Editor: Andrew J King1

In the interests of transparency, eLife includes the editorial decision letter and accompanying author responses. A lightly edited version of the letter sent to the authors after peer review is shown, indicating the most substantive concerns; minor comments are not usually included.

Thank you for submitting your article "Widespread shorter cortical adaptation in dyslexia" for consideration by eLife. Your article has been reviewed by three peer reviewers, and the evaluation has been overseen by a Reviewing Editor and Andrew King as the Senior Editor. The following individual involved in review of your submission has agreed to reveal his identity: John Stein (Reviewer #2).

The reviewers have discussed the reviews with one another and the Reviewing Editor has drafted this decision to help you prepare a revised submission.

Summary:

This study builds on the authors' previous work that demonstrated using behavioral measurements and EEG recordings that dyslexics show a faster decay of implicit memory than controls, which may account for their longer reading times. Here they used fMRI to investigate which cortical areas show these shorter neural adaptation effects. The authors calculate time constants of adaptation and find these to be significantly different in the dyslexic subjects in a region of left non-primary cortex and in the right anterior insula close to frontal operculum. The reviewers agreed that this study has a solid theoretical and empirical foundation in the previous work carried out by the authors and by other groups, and that the results are presented clearly and potentially add important new details to the framework for understanding dyslexia. The success of the authors in demonstrating differences in the time constant between the groups using the sluggish BOLD response is notable. Nevertheless, the reviewers had some difficulty reconciling these data with the previous neurophysiological data.

Essential revisions:

1) The study does not show widespread significant shorter cortical adaptation as suggested in the title. The regions in which significant group differences are small and include high-level multimodal cortex that is not predicted by the previous work. The N1 and P2 responses are generally regarded as arising from non-primary auditory cortex in the posterior superior plane and the previous neurophysiological data fitted with the idea that there might be a less stable representation of sensory information over time in dyslexia promoted by this group, which is a compelling idea. A specific test of this idea would require a comparison of the time constants in the generator of the N1, conventionally regarded as in planum temporale (there are probably two generators in PT as suggested by the work of Lutkenhoner). The reviewers were unanimous that a region of interest analysis is needed, though this might be focused on this region for which there is a strong prior based on the previous work.

2) Examination of the areas in which there is a decrease in tau without correction for multiple comparisons shows a widespread swathe of differences that I find difficult to reconcile with the hypothesised deficit in the sensory trace. For example, there is shorter tau in primary somatosensory cortex and motor cortex. Do the authors think this is consistent with the anchoring deficit model?

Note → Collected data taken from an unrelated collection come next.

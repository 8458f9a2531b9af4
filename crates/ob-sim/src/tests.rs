//! Tests for ob-sim.

use ob_core::{SimConfig, Tick};
use ob_pattern::{InputAction, Pattern, hold_only, no_input};

use crate::{FnGame, GameAdapter, InputState, RunObserver, RunOutcome, RunResult, Simulator};

// ── Helpers ───────────────────────────────────────────────────────────────────

fn sim() -> Simulator {
    Simulator::new(SimConfig::default()).unwrap()
}

/// Records every tick's input state into the context.
fn input_recorder() -> impl GameAdapter<Context = Vec<InputState>> {
    FnGame::new(
        "recorder",
        |_sim: &mut Simulator| Vec::new(),
        |sim: &mut Simulator, seen: &mut Vec<InputState>| seen.push(sim.input()),
    )
}

/// Never ends, never scores.
fn idle_game() -> impl GameAdapter<Context = ()> {
    FnGame::new("idle", |_sim: &mut Simulator| (), |_sim: &mut Simulator, _ctx: &mut ()| {})
}

fn pattern(states: &[bool]) -> Pattern {
    states
        .iter()
        .map(|&p| if p { InputAction::hold(1).unwrap() } else { InputAction::release(1).unwrap() })
        .collect()
}

#[derive(Debug)]
struct Dot;

// ── Input edge detection ──────────────────────────────────────────────────────

#[cfg(test)]
mod input_tests {
    use super::*;

    #[test]
    fn edges_follow_previous_tick() {
        let mut s = sim();
        s.update_input(true);
        assert_eq!(s.input(), InputState { pressed: true, just_pressed: true, just_released: false });
        s.update_input(true);
        assert_eq!(s.input(), InputState { pressed: true, just_pressed: false, just_released: false });
        s.update_input(false);
        assert_eq!(s.input(), InputState { pressed: false, just_pressed: false, just_released: true });
        s.update_input(true);
        assert_eq!(s.input(), InputState { pressed: true, just_pressed: true, just_released: false });
    }

    #[test]
    fn game_sees_edges_from_pattern() {
        let mut s = sim();
        let game = input_recorder();
        let mut seen = s.init_game(&game);
        // One-tick actions after the first also fill their transition tick.
        s.simulate_game(&game, &mut seen, 6, &pattern(&[false, true, false]));

        let pressed: Vec<bool> = seen.iter().map(|i| i.pressed).collect();
        assert_eq!(pressed, vec![false, true, true, false, false, false]);
        assert!(seen[1].just_pressed);
        assert!(!seen[2].just_pressed);
        assert!(seen[3].just_released);
    }

    #[test]
    fn first_tick_released_has_no_edge() {
        let mut s = sim();
        s.update_input(false);
        assert_eq!(s.input(), InputState::default());
    }
}

// ── Run loop ──────────────────────────────────────────────────────────────────

#[cfg(test)]
mod run_tests {
    use super::*;

    #[test]
    fn never_ending_game_times_out_at_max_ticks() {
        let mut s = sim();
        let r = s.run_fresh(&idle_game(), 100, &no_input(600).unwrap());
        assert_eq!(r.ticks, 100);
        assert_eq!(r.outcome, RunOutcome::TimedOut);
        assert!(r.game_over.is_none());
        assert!(r.events.is_empty());
    }

    #[test]
    fn end_on_first_tick() {
        let game = FnGame::new("suicide", |_s: &mut Simulator| (), |s: &mut Simulator, _c: &mut ()| {
            s.end()
        });
        let mut s = sim();
        let r = s.run_fresh(&game, 1000, &Pattern::empty());
        assert_eq!(r.ticks, 1);
        assert_eq!(r.outcome, RunOutcome::GameOver);
        let over = r.game_over.unwrap();
        assert_eq!(over.tick, Tick(0));
        assert_eq!(r.events.iter().filter(|e| e.as_game_over().is_some()).count(), 1);
    }

    #[test]
    fn end_is_idempotent() {
        let mut s = sim();
        s.add_score(5.0);
        s.end();
        s.add_score(1.0);
        s.end();
        let overs: Vec<_> = s.events().iter().filter_map(|e| e.as_game_over()).collect();
        assert_eq!(overs.len(), 1);
        assert_eq!(overs[0].score, 5.0);
    }

    #[test]
    fn score_every_tick() {
        let game = FnGame::new("ticker", |_s: &mut Simulator| (), |s: &mut Simulator, _c: &mut ()| {
            s.add_score(1.0)
        });
        let mut s = sim();
        let r = s.run_fresh(&game, 120, &Pattern::empty());
        assert_eq!(r.score, 120.0);
        assert_eq!(r.score_events().count(), 120);
        assert!((r.duration_seconds - 2.0).abs() < 1e-12);

        let ticks: Vec<u64> = r.score_events().map(|e| e.tick.0).collect();
        assert_eq!(ticks, (0..120).collect::<Vec<_>>());
    }

    #[test]
    fn score_every_tick_until_end() {
        const END_AT: u64 = 90;
        let game = FnGame::new("ticker", |_s: &mut Simulator| (), |s: &mut Simulator, _c: &mut ()| {
            s.add_score(1.0);
            if s.tick().0 + 1 == END_AT {
                s.end();
            }
        });
        let mut s = sim();
        let r = s.run_fresh(&game, 1000, &Pattern::empty());

        assert_eq!(r.outcome, RunOutcome::GameOver);
        assert_eq!(r.ticks, END_AT);
        assert_eq!(r.score, END_AT as f64);
        assert!((r.duration_seconds - 1.5).abs() < 1e-12);

        let over = r.game_over.unwrap();
        assert_eq!(over.tick, Tick(END_AT - 1));
        assert_eq!(over.score, END_AT as f64);
        assert_eq!(r.events.iter().filter(|e| e.as_game_over().is_some()).count(), 1);
    }

    #[test]
    fn events_are_tick_ordered() {
        let game = FnGame::new(
            "mixed",
            |_s: &mut Simulator| (),
            |s: &mut Simulator, _c: &mut ()| {
                if s.tick().0 % 3 == 0 {
                    s.record("beat", s.tick().0 as f64);
                }
                if s.input().pressed {
                    s.add_score_at(2.0, 10.0, 20.0);
                }
                if s.tick().0 == 50 {
                    s.end();
                }
            },
        );
        let mut s = sim();
        let r = s.run_fresh(&game, 1000, &hold_only(600).unwrap());
        assert!(r.events.windows(2).all(|w| w[0].tick() <= w[1].tick()));
        assert_eq!(r.ticks, 51);
        let first = r.score_events().next().unwrap();
        assert_eq!(first.position.map(|p| (p.x, p.y)), Some((10.0, 20.0)));
    }

    #[test]
    fn difficulty_steps_with_ticks() {
        let game = FnGame::new(
            "difficulty-probe",
            |_s: &mut Simulator| Vec::new(),
            |s: &mut Simulator, seen: &mut Vec<(u64, u32)>| seen.push((s.tick().0, s.difficulty())),
        );
        let mut s = sim();
        let mut seen = s.init_game(&game);
        s.simulate_game(&game, &mut seen, 7201, &Pattern::empty());

        assert_eq!(seen[0], (0, 1));
        assert_eq!(seen[3599], (3599, 1));
        assert_eq!(seen[3600], (3600, 2));
        assert_eq!(seen[7200], (7200, 3));
    }

    #[test]
    fn short_difficulty_step() {
        let cfg = SimConfig { difficulty_step_ticks: 10, ..SimConfig::default() };
        let mut s = Simulator::new(cfg).unwrap();
        s.run_fresh(&idle_game(), 25, &Pattern::empty());
        assert_eq!(s.difficulty(), 3);
    }

    #[test]
    fn zero_step_config_rejected() {
        let cfg = SimConfig { difficulty_step_ticks: 0, ..SimConfig::default() };
        assert!(Simulator::new(cfg).is_err());
        let cfg = SimConfig { ticks_per_second: 0, ..SimConfig::default() };
        assert!(Simulator::new(cfg).is_err());
    }
}

// ── Reset between runs ────────────────────────────────────────────────────────

#[cfg(test)]
mod reset_tests {
    use super::*;

    fn spawner() -> impl GameAdapter<Context = u32> {
        FnGame::new(
            "spawner",
            |s: &mut Simulator| {
                s.objects.register::<Dot>("dots").unwrap();
                0u32
            },
            |s: &mut Simulator, spawned: &mut u32| {
                s.objects.add("dots", Dot).unwrap();
                *spawned += 1;
                s.add_score(1.0);
                if *spawned == 30 {
                    s.end();
                }
            },
        )
    }

    #[test]
    fn init_clears_previous_run() {
        let game = spawner();
        let mut s = sim();
        let first = s.run_fresh(&game, 1000, &Pattern::empty());
        assert_eq!(s.objects.entity_count("dots"), Some(30));
        assert!(s.is_game_over());

        let ctx = s.init_game(&game);
        assert_eq!(ctx, 0);
        assert_eq!(s.tick(), Tick::ZERO);
        assert_eq!(s.score(), 0.0);
        assert_eq!(s.difficulty(), 1);
        assert!(!s.is_game_over());
        assert!(s.events().is_empty());
        assert_eq!(s.input(), InputState::default());
        assert_eq!(s.objects.entity_count("dots"), Some(0));

        let second = s.run_fresh(&game, 1000, &Pattern::empty());
        assert_eq!(first.score, second.score);
        assert_eq!(first.ticks, second.ticks);
    }

    #[test]
    fn runs_get_distinct_but_reproducible_rng() {
        let game = FnGame::new(
            "dice",
            |s: &mut Simulator| s.rng.random_int(0, 1_000_000),
            |s: &mut Simulator, _c: &mut i64| s.end(),
        );

        let mut a = sim();
        let a0 = a.init_game(&game);
        let a1 = a.init_game(&game);
        assert_ne!(a0, a1);

        let mut b = sim();
        assert_eq!(b.init_game(&game), a0);
        assert_eq!(b.init_game(&game), a1);
        assert_eq!(b.runs_started(), 2);

        b.reseed(42);
        assert_eq!(b.runs_started(), 0);
        assert_eq!(b.init_game(&game), a0);
    }
}

// ── Observer ──────────────────────────────────────────────────────────────────

#[cfg(test)]
mod observer_tests {
    use super::*;

    #[derive(Default)]
    struct Counting {
        ticks: Vec<Tick>,
        ends:  usize,
        last:  Option<RunResult>,
    }

    impl RunObserver for Counting {
        fn on_tick_end(&mut self, tick: Tick, sim: &Simulator) {
            assert_eq!(sim.tick(), tick + 1);
            self.ticks.push(tick);
        }

        fn on_run_end(&mut self, result: &RunResult) {
            self.ends += 1;
            self.last = Some(result.clone());
        }
    }

    #[test]
    fn observer_sees_every_tick_once() {
        let game = idle_game();
        let mut s = sim();
        let mut ctx = s.init_game(&game);
        let mut obs = Counting::default();
        let r = s.simulate_game_observed(&game, &mut ctx, 10, &Pattern::empty(), &mut obs);

        assert_eq!(obs.ticks, (0..10).map(Tick).collect::<Vec<_>>());
        assert_eq!(obs.ends, 1);
        assert_eq!(obs.last.as_ref(), Some(&r));
    }
}

// ── Properties ────────────────────────────────────────────────────────────────

#[cfg(test)]
mod properties {
    use proptest::prelude::*;

    use super::*;

    proptest! {
        #[test]
        fn edge_flags_are_consistent(presses in proptest::collection::vec(any::<bool>(), 1..200)) {
            let mut s = sim();
            let mut prev = false;
            for &p in &presses {
                s.update_input(p);
                let i = s.input();
                prop_assert!(!(i.just_pressed && i.just_released));
                prop_assert_eq!(i.just_pressed, p && !prev);
                prop_assert_eq!(i.just_released, !p && prev);
                prev = p;
            }
        }

        #[test]
        fn ticks_never_exceed_budget(max_ticks in 0u64..500, end_at in 0u64..600) {
            let game = FnGame::new(
                "ender",
                |_s: &mut Simulator| (),
                move |s: &mut Simulator, _c: &mut ()| if s.tick().0 == end_at { s.end() },
            );
            let mut s = sim();
            let r = s.run_fresh(&game, max_ticks, &Pattern::empty());
            prop_assert!(r.ticks <= max_ticks);
            if end_at < max_ticks {
                prop_assert_eq!(r.ticks, end_at + 1);
                prop_assert_eq!(r.outcome, RunOutcome::GameOver);
            } else {
                prop_assert_eq!(r.ticks, max_ticks);
                prop_assert_eq!(r.outcome, RunOutcome::TimedOut);
            }
        }
    }
}
//! The `GameAdapter` trait — the extension point a game implements to be
//! analysed.

use std::marker::PhantomData;

use crate::Simulator;

/// A headless one-button game.
///
/// `init` registers the game's pools on the simulator and returns the game's
/// own per-run state as `Context` (player position, spawn timers, …).  The
/// simulator never inspects the context; it only hands it back to `update`.
/// Because a fresh context is built by every `init`, nothing a game stores
/// there can leak from one run into the next.
///
/// `update` runs exactly once per tick.  It reads
/// [`Simulator::input`], [`Simulator::difficulty`] and [`Simulator::tick`],
/// mutates pools, score and context, and calls [`Simulator::end`] when its
/// lose condition is met.  It must not render, load assets, or sleep.
///
/// # Example
///
/// ```rust,ignore
/// struct Dodge;
///
/// impl GameAdapter for Dodge {
///     type Context = f64; // player y
///
///     fn name(&self) -> &str { "dodge" }
///
///     fn init(&self, sim: &mut Simulator) -> f64 {
///         sim.objects.register::<Rock>("rocks").ok();
///         50.0
///     }
///
///     fn update(&self, sim: &mut Simulator, y: &mut f64) {
///         *y += if sim.input().pressed { -1.0 } else { 1.0 };
///         if !(0.0..=100.0).contains(y) {
///             sim.end();
///         }
///     }
/// }
/// ```
pub trait GameAdapter {
    /// Game-specific state rebuilt by every `init`.
    type Context;

    /// Label used in logs and reports.
    fn name(&self) -> &str;

    /// Populate the (already reset) simulator and return fresh game state.
    fn init(&self, sim: &mut Simulator) -> Self::Context;

    /// Advance the game by one tick.
    fn update(&self, sim: &mut Simulator, ctx: &mut Self::Context);
}

/// A [`GameAdapter`] built from an init closure and an update closure.
///
/// Handy in tests and for quick experiments where a dedicated type would be
/// noise.
pub struct FnGame<C, I, U> {
    name:    String,
    init:    I,
    update:  U,
    _marker: PhantomData<fn() -> C>,
}

impl<C, I, U> FnGame<C, I, U>
where
    I: Fn(&mut Simulator) -> C,
    U: Fn(&mut Simulator, &mut C),
{
    pub fn new(name: impl Into<String>, init: I, update: U) -> Self {
        Self { name: name.into(), init, update, _marker: PhantomData }
    }
}

impl<C, I, U> GameAdapter for FnGame<C, I, U>
where
    I: Fn(&mut Simulator) -> C,
    U: Fn(&mut Simulator, &mut C),
{
    type Context = C;

    fn name(&self) -> &str {
        &self.name
    }

    fn init(&self, sim: &mut Simulator) -> C {
        (self.init)(sim)
    }

    fn update(&self, sim: &mut Simulator, ctx: &mut C) {
        (self.update)(sim, ctx)
    }
}
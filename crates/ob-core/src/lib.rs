//! `ob-core` — foundational types for the one-button game evaluation framework.
//!
//! This crate is a dependency of every other `ob-*` crate.  It has no `ob-*`
//! dependencies and minimal external ones (only `rand` and `thiserror`, plus
//! optional `serde`).
//!
//! # What lives here
//!
//! | Module      | Contents                                                  |
//! |-------------|-----------------------------------------------------------|
//! | [`time`]    | `Tick`, `SimConfig`, tick ↔ second conversion              |
//! | [`rng`]     | `SimRng` (seeded), `random_range` / `random_int` helpers   |
//! | [`geom`]    | Box, rect, circle, point and line collision predicates    |
//! | [`error`]   | `ObError`, `ObResult`                                     |
//!
//! # Feature flags
//!
//! | Flag    | Effect                                                     |
//! |---------|------------------------------------------------------------|
//! | `serde` | Adds `Serialize`/`Deserialize` to all public types.        |

pub mod error;
pub mod geom;
pub mod rng;
pub mod time;


// ── Re-exports ────────────────────────────────────────────────────────────────

pub use error::{ObError, ObResult};
pub use geom::{
    clamp, collide_boxes, collide_circles, collide_lines, collide_point_circle,
    collide_point_rect, collide_rect_circle, collide_rects, is_off_screen,
};
pub use rng::SimRng;
pub use time::{SimConfig, Tick, DEFAULT_DIFFICULTY_STEP_TICKS, DEFAULT_TICKS_PER_SECOND};
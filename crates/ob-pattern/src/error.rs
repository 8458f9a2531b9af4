use thiserror::Error;

#[derive(Debug, Error)]
pub enum PatternError {
    #[error("input action duration must be at least one tick")]
    ZeroDuration,

    #[error("pattern parse error: {0}")]
    Parse(String),

    #[error("I/O error: {0}")]
    Io(#[from] std::io::Error),
}

pub type PatternResult<T> = Result<T, PatternError>;
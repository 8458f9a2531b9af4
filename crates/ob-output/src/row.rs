//! Flat row types written by the CSV backend.

use ob_analyzer::EvaluationReport;

/// One game's rubric summary.
#[derive(Debug, Clone, PartialEq)]
pub struct EvaluationRow {
    pub game_name:              String,
    pub rating:                 &'static str,
    pub total_score:            i32,
    pub duration_score:         i32,
    pub skill_gap_score:        i32,
    pub difficulty_score:       i32,
    pub monotonous_input_score: i32,
    pub skill_gap:              f64,
    pub expert_avg_seconds:     f64,
    pub beginner_avg_seconds:   f64,
    pub vulnerability:          &'static str,
}

impl EvaluationRow {
    pub fn from_report(report: &EvaluationReport) -> Self {
        let e = &report.evaluation;
        Self {
            game_name:              report.game_name.clone(),
            rating:                 e.rating.label(),
            total_score:            e.total_score,
            duration_score:         e.duration_score,
            skill_gap_score:        e.skill_gap_score,
            difficulty_score:       e.difficulty_score,
            monotonous_input_score: e.monotonous_input_score,
            skill_gap:              report.players.skill_gap,
            expert_avg_seconds:     report.players.expert.average_duration,
            beginner_avg_seconds:   report.players.beginner.average_duration,
            vulnerability:          report.monotonous.vulnerability_level(),
        }
    }
}

/// Which test a [`PatternRow`] came from.
#[derive(Debug, Clone, Copy, PartialEq, Eq)]
pub enum PatternGroup {
    Monotonous,
    Player,
}

impl PatternGroup {
    pub fn as_str(self) -> &'static str {
        match self {
            PatternGroup::Monotonous => "monotonous",
            PatternGroup::Player     => "player",
        }
    }
}

/// One pattern's result for one game.  Player rows carry run averages.
#[derive(Debug, Clone, PartialEq)]
pub struct PatternRow {
    pub game_name:        String,
    pub group:            PatternGroup,
    pub pattern:          String,
    pub runs:             u32,
    pub score:            f64,
    pub survival_seconds: f64,
    /// Only meaningful for monotonous rows.
    pub is_vulnerable:    bool,
}

impl PatternRow {
    /// Monotonous rows in test order, then Beginner and Expert.
    pub fn from_report(report: &EvaluationReport) -> Vec<Self> {
        let monotonous = report.monotonous.pattern_results.iter().map(|r| PatternRow {
            game_name:        report.game_name.clone(),
            group:            PatternGroup::Monotonous,
            pattern:          r.pattern.clone(),
            runs:             1,
            score:            r.score,
            survival_seconds: r.survival_seconds,
            is_vulnerable:    r.is_vulnerable,
        });

        let players = [&report.players.beginner, &report.players.expert].into_iter().map(|a| {
            PatternRow {
                game_name:        report.game_name.clone(),
                group:            PatternGroup::Player,
                pattern:          a.archetype.name().to_owned(),
                runs:             a.runs,
                score:            a.average_score,
                survival_seconds: a.average_duration,
                is_vulnerable:    false,
            }
        });

        monotonous.chain(players).collect()
    }
}
//! The `ReportWriter` trait implemented by all report backends.

use ob_analyzer::{EvaluationReport, GameComparison};

use crate::OutputResult;

/// Trait implemented by the CSV and JSON writers.
pub trait ReportWriter {
    /// Write one game's evaluation.
    fn write_report(&mut self, report: &EvaluationReport) -> OutputResult<()>;

    /// Record the outcome of comparing the written reports.
    ///
    /// Backends with no place for it ignore it.
    fn write_comparison(&mut self, _comparison: &GameComparison) -> OutputResult<()> {
        Ok(())
    }

    /// Flush and close all underlying file handles.
    ///
    /// Idempotent; later calls are no-ops.
    fn finish(&mut self) -> OutputResult<()>;
}
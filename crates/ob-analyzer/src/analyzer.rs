//! `GameAnalyzer` — drives a game through the analysis runs.

use ob_core::SimRng;
use ob_pattern::{
    Archetype, NamedPattern, Pattern, beginner, expert, hold_only, no_input, regular_spam,
};
use ob_sim::{GameAdapter, Simulator};
use tracing::{debug, info};

use crate::rubric;
use crate::{
    AnalyzerConfig, AnalyzerResult, ArchetypeResult, Evaluation, EvaluationReport,
    MonotonousResults, PatternResult, PlayerResults,
};

/// Runs the monotonous-input and player-skill tests against a game and
/// scores the results.
///
/// The analyzer owns only its configuration, the monotonous pattern set and
/// an RNG for generating Beginner/Expert patterns.  All game state lives in
/// the [`Simulator`] passed to each call, which is re-initialised before
/// every run.
pub struct GameAnalyzer {
    config:     AnalyzerConfig,
    monotonous: Vec<NamedPattern>,
    rng:        SimRng,
}

impl GameAnalyzer {
    /// Build an analyzer with the three standard monotonous patterns.
    pub fn new(config: AnalyzerConfig) -> AnalyzerResult<Self> {
        config.validate()?;

        let duration = config.monotonous_duration_ticks;
        let monotonous = vec![
            NamedPattern::new(Archetype::NoInput.name(), no_input(duration)?),
            NamedPattern::new(Archetype::HoldOnly.name(), hold_only(duration)?),
            NamedPattern::new(
                Archetype::RegularSpam.name(),
                regular_spam(config.spam_press_ticks, config.spam_release_ticks, config.spam_cycles)?,
            ),
        ];
        let rng = SimRng::new(config.pattern_seed);

        Ok(Self { config, monotonous, rng })
    }

    /// Add an extra pattern to the monotonous test set.
    pub fn with_monotonous_pattern(mut self, pattern: NamedPattern) -> Self {
        self.monotonous.push(pattern);
        self
    }

    pub fn config(&self) -> &AnalyzerConfig {
        &self.config
    }

    /// The monotonous patterns in test order.
    pub fn monotonous_patterns(&self) -> &[NamedPattern] {
        &self.monotonous
    }

    // ── Tests ─────────────────────────────────────────────────────────────

    /// Run each monotonous pattern once from a fresh init.
    pub fn test_monotonous_patterns<G>(&self, sim: &mut Simulator, game: &G) -> MonotonousResults
    where
        G: GameAdapter + ?Sized,
    {
        let results = self
            .monotonous
            .iter()
            .map(|named| {
                let run = sim.run_fresh(game, self.config.max_ticks, &named.pattern);
                let survival_seconds = run.duration_seconds;
                PatternResult {
                    pattern: named.name.clone(),
                    survival_seconds,
                    score: run.score,
                    ticks: run.ticks,
                    is_vulnerable: survival_seconds > self.config.vulnerable_above_secs
                        || survival_seconds < self.config.vulnerable_below_secs,
                }
            })
            .collect();

        MonotonousResults::from_results(results)
    }

    /// Generate one Beginner and one Expert pattern and run each
    /// `player_runs` times from a fresh init.
    pub fn compare_player_patterns<G>(&mut self, sim: &mut Simulator, game: &G) -> PlayerResults
    where
        G: GameAdapter + ?Sized,
    {
        let cycles = self.config.pattern_cycles;
        let beginner_pattern = beginner(&mut self.rng, cycles);
        let expert_pattern = expert(&mut self.rng, cycles);

        let beginner = self.run_archetype(sim, game, Archetype::Beginner, &beginner_pattern);
        let expert = self.run_archetype(sim, game, Archetype::Expert, &expert_pattern);
        let skill_gap = rubric::skill_gap(expert.average_score, beginner.average_score);

        PlayerResults { beginner, expert, skill_gap }
    }

    fn run_archetype<G>(
        &self,
        sim: &mut Simulator,
        game: &G,
        archetype: Archetype,
        pattern: &Pattern,
    ) -> ArchetypeResult
    where
        G: GameAdapter + ?Sized,
    {
        let runs = self.config.player_runs;
        let mut total_score = 0.0;
        let mut total_duration = 0.0;
        let mut score_events = Vec::new();

        for _ in 0..runs {
            let run = sim.run_fresh(game, self.config.max_ticks, pattern);
            total_score += run.score;
            total_duration += run.duration_seconds;
            score_events.extend(run.score_events().copied());
        }

        debug!(
            game = game.name(),
            %archetype,
            runs,
            average_score = total_score / runs as f64,
            "archetype runs finished"
        );

        ArchetypeResult {
            archetype,
            runs,
            average_score: total_score / runs as f64,
            average_duration: total_duration / runs as f64,
            score_events,
        }
    }

    // ── Scoring ───────────────────────────────────────────────────────────

    /// See [`rubric::evaluate_game`].
    pub fn evaluate_game(
        &self,
        players: &PlayerResults,
        monotonous: &MonotonousResults,
    ) -> Evaluation {
        rubric::evaluate_game(&self.config, players, monotonous)
    }

    /// Run every test on `game` and assemble the full report.
    pub fn evaluate_game_comprehensive<G>(
        &mut self,
        sim: &mut Simulator,
        game: &G,
    ) -> EvaluationReport
    where
        G: GameAdapter + ?Sized,
    {
        let monotonous = self.test_monotonous_patterns(sim, game);
        let players = self.compare_player_patterns(sim, game);
        let evaluation = self.evaluate_game(&players, &monotonous);
        let recommendations = rubric::generate_recommendations(&evaluation);

        info!(
            game = game.name(),
            total = evaluation.total_score,
            rating = %evaluation.rating,
            vulnerability = monotonous.vulnerability_level(),
            skill_gap = players.skill_gap,
            "game evaluated"
        );

        EvaluationReport {
            game_name: game.name().to_owned(),
            monotonous,
            players,
            evaluation,
            recommendations,
        }
    }
}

3) The authors suggest that poorer behavioral performance by the dyslexia group in the scanner could be related to their impairment in learning the task after training compared to the control group. An alternative possibility that needs to be discussed is that these results are due to the added acoustic noise of scanning, since continuous fMRI sampling as opposed to sparse sampling was employed. It is well known that individuals with dyslexia tend to have trouble with noise exclusion, and a tone-discrimination task with relatively sensitive pitch differences will be disproportionately difficulty for dyslexic individuals in the presence of noise. There is a paper by Chait et al., 2007 to that effect (tones in noise) specifically, if a citation is needed, as well as the larger noise-exclusion literature (e.g. Sperling et al., 2005 and others).

4) Some attempt should be made to explain why the decay is faster in dyslexics by fitting the results into what is already known about dyslexics' relative insensitivity to amplitude and frequency modulations. For example, lower frequency sensitivity may impair auditory entrainment to a tone; could this underlie the difference in adaptation time constant?

5) All the reviewers were struck by the capacity to extract adaptation and adaptation-recovery time course information from fMRI data, but it was agreed that a clearer explanation is warranted of how this can be studied using a method that has a time lag of several seconds.

6 The characteristics of the dyslexics should be given in brief for those who haven't read the previous paper. More details are also needed regarding the Monte Carlo simulations for cluster-level multiple comparison corrections to ensure that others could replicate this approach.

7) The discussion of the time course of adaptation with regards to the Perrachione et al.,2016 at the beginning of the Discussion section is confusing. In that paper, stimuli were presented for 8 repetitions in blocks of approximately 10 seconds, but each adapting or non-adapting stimulus was presented for 700 ms and at a rate of one per 1200 ms - so when the authors say "adaptation across a window of ~10 seconds was smaller than controls because it was largely recovered" it is unclear how they reconcile this with the stimulation procedure of the Perrachione study.

8) It should also be pointed out that Perrachione et al., 2016 reported a group x time x condition interaction in the adaptation response in their study (see Supplementary table S4) for all conditions, which they interpreted as evidence for increasing adaptation in the control group w/ repeated presentation of the same stimulus, whereas such increasing adaptation was attenuated or absent in the dyslexia group. The correspondence between this result and the present observations seems meaningful and is worth commenting on.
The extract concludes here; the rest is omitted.